• [Brief] Using the listing below, set down exactly the lines starting at the line that contains "-> io::Result<(Acceptor, RebindHandle)>" and ending at the line that contains "returned stream is", both included, and no others.

⁂

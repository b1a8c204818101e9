use crate::logging;
use mio::net::TcpListener;
use mio::{Events, Poll, PollOpt, Ready, Registration, SetReadiness, Token};
use socket2::{Domain, Socket, Type};
use std::io;
use std::net::{SocketAddr, TcpStream};
use std::sync::{Arc, Mutex};

const LISTENER_TOKEN: Token = Token(0);
const CONTROL_TOKEN: Token = Token(1);
const BACKLOG: i32 = 32;

/// Builds the listening socket by hand so the accept backlog is under our
/// control, then hands it to the poll in nonblocking mode.
fn bind_listener(addr: SocketAddr) -> io::Result<TcpListener> {
    let socket = Socket::new(Domain::IPV4, Type::STREAM, None)?;
    socket.set_reuse_address(true)?;
    socket.bind(&addr.into())?;
    socket.listen(BACKLOG)?;

    let listener: std::net::TcpListener = socket.into();
    listener.set_nonblocking(true)?;
    TcpListener::from_listener(listener, &addr)
}

/// Accepting end of the service. The listening socket and a rebind trigger
/// are polled together, so an address change interrupts a pending accept
/// without disturbing connections that were already handed out.
pub struct Acceptor {
    poll: Poll,
    events: Events,
    listener: TcpListener,
    _registration: Registration,
    readiness: SetReadiness,
    pending: Arc<Mutex<Option<SocketAddr>>>,
    log: logging::Logger,
}

/// Handle used to interrupt the acceptor and point it at a new address.
/// Held by the reconfiguration supervisor; the rebind itself always happens
/// on the accepting thread.
#[derive(Clone)]
pub struct RebindHandle {
    readiness: SetReadiness,
    pending: Arc<Mutex<Option<SocketAddr>>>,
}

impl RebindHandle {
    /// Queues a rebind and wakes the acceptor.
    pub fn rebind(&self, addr: SocketAddr) -> io::Result<()> {
        *self.pending.lock().expect("rebind slot poisoned") = Some(addr);
        self.readiness.set_readiness(Ready::readable())
    }
}

impl Acceptor {
    /// Binds the listening socket and wires up the control channel.
    pub fn bind<'a, L: Into<Option<&'a logging::Logger>>>(
        addr: SocketAddr,
        log: L,
    ) -> io::Result<(Acceptor, RebindHandle)> {
        let listener = bind_listener(addr)?;
        let poll = Poll::new()?;
        poll.register(&listener, LISTENER_TOKEN, Ready::readable(), PollOpt::edge())?;

        let (registration, readiness) = Registration::new2();
        poll.register(&registration, CONTROL_TOKEN, Ready::readable(), PollOpt::edge())?;

        let pending = Arc::new(Mutex::new(None));
        let handle = RebindHandle {
            readiness: readiness.clone(),
            pending: pending.clone(),
        };

        let acceptor_log = match log.into() {
            Some(log) => log.new(logging::o!()),
            None => logging::discard(),
        };
        logging::info!(acceptor_log, "listener bound"; "addr" => %addr);

        Ok((
            Acceptor {
                poll,
                events: Events::with_capacity(16),
                listener,
                _registration: registration,
                readiness,
                pending,
                log: acceptor_log,
            },
            handle,
        ))
    }

    /// Blocks until a peer connects. Rebind requests arriving in the
    /// meantime are applied before accepting resumes. The returned stream is
    /// switched to blocking mode for its worker.
    pub fn accept(&mut self) -> io::Result<(TcpStream, SocketAddr)> {
        loop {
            match self.listener.accept_std() {
                Ok((stream, peer)) => {
                    stream.set_nonblocking(false)?;
                    return Ok((stream, peer));
                }
                Err(ref err) if err.kind() == io::ErrorKind::WouldBlock => {}
                Err(err) => return Err(err),
            }

            self.poll.poll(&mut self.events, None)?;

            let mut rebind = false;
            for event in self.events.iter() {
                if event.token() == CONTROL_TOKEN {
                    rebind = true;
                }
            }
            if rebind {
                self.apply_rebind();
            }
        }
    }

    /// Current local address of the listening socket.
    pub fn local_addr(&self) -> io::Result<SocketAddr> {
        self.listener.local_addr()
    }

    /// Swaps the listening socket for one bound to the queued address. The
    /// fresh socket is bound before the old one goes away, so a failed
    /// rebind leaves the previous binding serving.
    fn apply_rebind(&mut self) {
        self.readiness
            .set_readiness(Ready::empty())
            .unwrap_or_else(|err| {
                logging::warn!(self.log, "failed clearing rebind trigger"; "err" => ?err)
            });

        let addr = match self.pending.lock().expect("rebind slot poisoned").take() {
            Some(addr) => addr,
            None => return,
        };

        let fresh = match bind_listener(addr) {
            Ok(fresh) => fresh,
            Err(err) => {
                logging::error!(self.log, "rebind failed, keeping current binding";
                                "addr" => %addr,
                                "err" => ?err);
                return;
            }
        };

        let swap = self.poll.deregister(&self.listener).and_then(|_| {
            self.poll
                .register(&fresh, LISTENER_TOKEN, Ready::readable(), PollOpt::edge())
        });
        if let Err(err) = swap {
            // The poll lost track of the listening socket; accepting can
            // never resume from here.
            logging::crit!(self.log, "failed re-registering listener"; "err" => ?err);
            panic!("listener poll registration lost");
        }

        self.listener = fresh;
        logging::info!(self.log, "listener rebound"; "addr" => %addr);
    }
}

#[cfg(test)]
mod tests {
    use super::*;
    use std::io::Write;
    use std::thread;
    use std::time::Duration;

    fn local(port: u16) -> SocketAddr {
        SocketAddr::from(([127, 0, 0, 1], port))
    }

    #[test]
    fn test_accept_returns_blocking_stream() {
        let (mut acceptor, _handle) = Acceptor::bind(local(0), None).unwrap();
        let addr = acceptor.local_addr().unwrap();

        let dialer = thread::spawn(move || {
            let mut stream = TcpStream::connect(addr).unwrap();
            stream.write_all(b"ping\x04").unwrap();
            stream
        });

        let (stream, peer) = acceptor.accept().unwrap();
        let _keep = dialer.join().unwrap();
        assert_eq!(peer.ip(), addr.ip());

        let mut framed = crate::net::Framed::new(stream);
        assert_eq!(framed.receive().unwrap(), "ping");
    }

    #[test]
    fn test_rebind_moves_listening_socket() {
        let (mut acceptor, handle) = Acceptor::bind(local(0), None).unwrap();
        let old_addr = acceptor.local_addr().unwrap();

        handle.rebind(local(0)).unwrap();

        // The accept call applies the rebind, then blocks until someone
        // dials the fresh address; probe it from a helper thread.
        let probe = thread::spawn(move || {
            let (stream, _) = acceptor.accept().unwrap();
            (acceptor, stream)
        });

        // Wait for the old binding to be released.
        let mut released = false;
        for _ in 0..50 {
            match TcpStream::connect(old_addr) {
                Err(_) => {
                    released = true;
                    break;
                }
                Ok(_) => thread::sleep(Duration::from_millis(20)),
            }
        }

        // Dial until the fresh socket answers; its port is unknown from this
        // side, so reuse the handle's pending address via local_addr once
        // the helper returns.
        assert!(released, "old binding still accepting after rebind");

        // Unblock the helper by connecting to whatever the acceptor
        // listens on now; scan is avoided by asking the OS for the address
        // through a second rebind to a known port.
        let anchor = TcpListener::bind(&local(0)).unwrap();
        let target = anchor.local_addr().unwrap();
        drop(anchor);
        handle.rebind(target).unwrap();
        // Nudge the poll loop out of its current wait.
        for _ in 0..50 {
            if TcpStream::connect(target).is_ok() {
                break;
            }
            thread::sleep(Duration::from_millis(20));
        }

        let (acceptor, _stream) = probe.join().unwrap();
        assert_eq!(acceptor.local_addr().unwrap(), target);
    }
}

⁂

• [Solution to this exercise]
    ) -> io::Result<(Acceptor, RebindHandle)> {
        let listener = bind_listener(addr)?;
        let poll = Poll::new()?;
        poll.register(&listener, LISTENER_TOKEN, Ready::readable(), PollOpt::edge())?;

        let (registration, readiness) = Registration::new2();
        poll.register(&registration, CONTROL_TOKEN, Ready::readable(), PollOpt::edge())?;

        let pending = Arc::new(Mutex::new(None));
        let handle = RebindHandle {
            readiness: readiness.clone(),
            pending: pending.clone(),
        };

        let acceptor_log = match log.into() {
            Some(log) => log.new(logging::o!()),
            None => logging::discard(),
        };
        logging::info!(acceptor_log, "listener bound"; "addr" => %addr);

        Ok((
            Acceptor {
                poll,
                events: Events::with_capacity(16),
                listener,
                _registration: registration,
                readiness,
                pending,
                log: acceptor_log,
            },
            handle,
        ))
    }

    /// Blocks until a peer connects. Rebind requests arriving in the
    /// meantime are applied before accepting resumes. The returned stream is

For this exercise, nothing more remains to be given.